** Task objective **
Some lines in the entries contain the word "AnalysisOutcome". Copy all of them.

(Saved entries)
== Segment start ==
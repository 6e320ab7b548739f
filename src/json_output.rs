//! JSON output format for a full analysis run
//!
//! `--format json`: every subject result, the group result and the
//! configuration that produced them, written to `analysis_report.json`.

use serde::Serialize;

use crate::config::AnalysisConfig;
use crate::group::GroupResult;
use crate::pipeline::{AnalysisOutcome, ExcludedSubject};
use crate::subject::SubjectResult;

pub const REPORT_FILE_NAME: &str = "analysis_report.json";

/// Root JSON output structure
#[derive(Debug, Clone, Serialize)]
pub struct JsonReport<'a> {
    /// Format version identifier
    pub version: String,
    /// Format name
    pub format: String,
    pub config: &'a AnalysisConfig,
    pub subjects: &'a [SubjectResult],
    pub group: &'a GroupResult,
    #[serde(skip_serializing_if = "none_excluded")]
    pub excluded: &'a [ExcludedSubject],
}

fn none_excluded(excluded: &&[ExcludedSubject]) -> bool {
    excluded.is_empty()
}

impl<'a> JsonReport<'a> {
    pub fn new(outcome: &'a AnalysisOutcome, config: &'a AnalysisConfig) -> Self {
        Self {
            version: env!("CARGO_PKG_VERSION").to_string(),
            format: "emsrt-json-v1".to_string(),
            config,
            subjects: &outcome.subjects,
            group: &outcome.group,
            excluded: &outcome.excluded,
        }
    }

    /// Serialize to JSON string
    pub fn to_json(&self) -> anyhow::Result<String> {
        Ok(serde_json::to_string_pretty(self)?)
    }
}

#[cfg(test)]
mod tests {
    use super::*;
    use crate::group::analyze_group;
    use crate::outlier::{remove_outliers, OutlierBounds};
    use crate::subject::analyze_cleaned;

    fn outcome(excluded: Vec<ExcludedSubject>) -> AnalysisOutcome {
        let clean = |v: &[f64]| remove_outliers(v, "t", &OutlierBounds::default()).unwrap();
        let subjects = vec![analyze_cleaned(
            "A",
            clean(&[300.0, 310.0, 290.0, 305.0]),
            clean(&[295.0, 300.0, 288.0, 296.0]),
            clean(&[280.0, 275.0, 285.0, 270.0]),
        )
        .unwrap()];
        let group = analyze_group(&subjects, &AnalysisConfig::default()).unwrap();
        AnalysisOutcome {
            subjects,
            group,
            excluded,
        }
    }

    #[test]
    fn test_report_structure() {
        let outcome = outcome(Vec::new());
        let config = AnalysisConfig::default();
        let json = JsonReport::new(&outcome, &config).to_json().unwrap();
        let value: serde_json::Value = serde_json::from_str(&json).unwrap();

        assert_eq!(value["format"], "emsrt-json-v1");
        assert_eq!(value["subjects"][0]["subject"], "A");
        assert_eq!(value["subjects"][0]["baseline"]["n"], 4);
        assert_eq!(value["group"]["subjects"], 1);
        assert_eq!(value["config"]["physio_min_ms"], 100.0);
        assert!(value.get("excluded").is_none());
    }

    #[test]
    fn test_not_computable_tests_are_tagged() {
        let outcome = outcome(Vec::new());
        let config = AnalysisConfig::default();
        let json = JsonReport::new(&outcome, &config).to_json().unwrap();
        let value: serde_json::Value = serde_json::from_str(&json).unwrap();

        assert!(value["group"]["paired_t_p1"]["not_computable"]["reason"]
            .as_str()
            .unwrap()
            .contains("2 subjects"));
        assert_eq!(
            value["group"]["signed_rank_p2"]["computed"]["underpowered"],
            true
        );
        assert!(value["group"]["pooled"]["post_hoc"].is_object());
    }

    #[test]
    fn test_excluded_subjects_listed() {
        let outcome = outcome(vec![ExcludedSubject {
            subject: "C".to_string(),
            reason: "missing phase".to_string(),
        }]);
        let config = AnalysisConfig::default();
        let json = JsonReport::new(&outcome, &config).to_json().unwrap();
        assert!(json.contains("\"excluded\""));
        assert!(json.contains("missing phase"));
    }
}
== Segment end ==
** Answer area **
use crate::pipeline::{AnalysisOutcome, ExcludedSubject};
    pub fn new(outcome: &'a AnalysisOutcome, config: &'a AnalysisConfig) -> Self {
    fn outcome(excluded: Vec<ExcludedSubject>) -> AnalysisOutcome {
        AnalysisOutcome {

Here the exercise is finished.